Lorsque certaines spécialités médicales n'existent pas sur place, ce qui est souvent le cas, il faut se rendre à Nice ou à Marseille. L'assurance maladie enregistre plus de 26 000 déplacements par an, ce qui est considérable. Cependant, ses modalités de prise en charge sont restrictives et inadaptées à la réalité de l'île : demande d'entente préalable systématique, prise en charge d'un seul accompagnateur pour les moins de 16 ans, examen au cas par cas pour les adultes et les 16-18 ans, absence de prise en charge de l'hébergement.

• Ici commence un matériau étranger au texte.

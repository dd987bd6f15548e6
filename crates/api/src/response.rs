//! Response body types shared by API handlers.
//!
//! Catalog endpoints return bare records and arrays; only deletion wraps its
//! payload.

use serde::Serialize;

/// Body of a successful delete: a confirmation message plus the removed record.
#[derive(Debug, Serialize)]
pub struct DeletedResponse<T: Serialize> {
    pub message: &'static str,
    pub drama: T,
}
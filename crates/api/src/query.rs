//! Query parameter types for API handlers.

use serde::Deserialize;

/// Search parameters (`?q=`). A missing `q` searches for the empty string,
/// which matches every record.
#[derive(Debug, Default, Deserialize)]
pub struct SearchParams {
    #[serde(default)]
    pub q: String,
}
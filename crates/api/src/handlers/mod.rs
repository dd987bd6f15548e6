//! Request handlers.
//!
//! Handlers delegate to [`drama_db::repositories::DramaRepo`] and map
//! failures via [`crate::error::AppError`].

pub mod drama;
pub mod search;
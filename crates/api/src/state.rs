use std::sync::Arc;

use drama_db::repositories::DramaRepo;

use crate::config::ServerConfig;

/// Shared application state available to all Axum handlers via `State<AppState>`.
///
/// This is cheaply cloneable (inner data is behind `Arc`).
#[derive(Clone)]
pub struct AppState {
    /// CRUD and search over the active record store.
    pub repo: Arc<DramaRepo>,
    /// Server configuration.
    pub config: Arc<ServerConfig>,
}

Cette situation prend une tournure dramatique lorsqu'il s'agit de mineurs, surtout lorsqu'ils sont atteints d'affection de longue durée. Il arrive que l'un des deux parents choisisse de déménager, au risque de déstabiliser le noyau familial et de sacrifier sa carrière professionnelle.

Nous sommes face à une véritable rupture d'égalité territoriale à laquelle vous devez remédier !

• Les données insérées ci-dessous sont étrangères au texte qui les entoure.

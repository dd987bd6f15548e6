use axum::http::StatusCode;
use axum::response::{IntoResponse, Response};
use drama_core::error::CoreError;
use drama_db::StoreError;
use serde_json::json;

/// Application-level error type for HTTP handlers.
///
/// Wraps [`CoreError`] for domain errors and store failures for persistence.
/// Implements [`IntoResponse`] to produce consistent JSON error responses.
#[derive(Debug, thiserror::Error)]
pub enum AppError {
    /// A domain-level error from `drama_core`.
    #[error(transparent)]
    Core(#[from] CoreError),

    /// The record store could not persist a mutation. `message` is the
    /// user-facing text for the failed operation.
    #[error("{message}: {source}")]
    Persistence {
        message: &'static str,
        #[source]
        source: StoreError,
    },
}

/// Convenience type alias for handler return values.
pub type AppResult<T> = Result<T, AppError>;

impl AppError {
    /// Build a closure that wraps a [`StoreError`] with an operation message,
    /// for use with `map_err`.
    pub fn persistence(message: &'static str) -> impl FnOnce(StoreError) -> AppError {
        move |source| AppError::Persistence { message, source }
    }
}

impl IntoResponse for AppError {
    fn into_response(self) -> Response {
        let (status, code, message) = match &self {
            // --- CoreError variants ---
            AppError::Core(core) => match core {
                CoreError::NotFound { entity, .. } => (
                    StatusCode::NOT_FOUND,
                    "NOT_FOUND",
                    format!("{entity}未找到"),
                ),
                CoreError::Validation(msg) => {
                    (StatusCode::BAD_REQUEST, "VALIDATION_ERROR", msg.clone())
                }
            },

            // --- Store errors ---
            AppError::Persistence { message, source } => {
                tracing::error!(error = %source, "{message}");
                (
                    StatusCode::INTERNAL_SERVER_ERROR,
                    "PERSISTENCE_ERROR",
                    (*message).to_string(),
                )
            }
        };

        let body = json!({
            "error": message,
            "code": code,
        });

        (status, axum::Json(body)).into_response()
    }
}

Aujourd'hui, ces familles font plus ou moins face à la situation grâce à l'action des associations, à la solidarité familiale et amicale et aux mesures prises par la collectivité de Corse. L'association Inseme, qui vient en aide aux familles et dont je me fais ici le porte-parole, a fourni tout récemment un formidable travail dans le cadre d'un rapport présenté devant le Conseil économique et social de la Corse. C'est à nous et c'est à vous d'agir désormais en adaptant le code de la sécurité sociale !

Je reprendrai les propos de la présidente de ce conseil : « La réponse à cette problématique ne peut reposer sur des actions individuelles, éparses et limitées. Il importe désormais que les institutions publiques s'en emparent pleinement afin de mettre en place un cadre réglementaire adapté à la spécificité sanitaire de la Corse. »

Vous comprendrez, madame la ministre, qu'il ne s'agit pas, en l'espèce, d'un caprice, mais d'une problématique qui naît d'une réelle spécificité géographique. Je vous demande d'y remédier.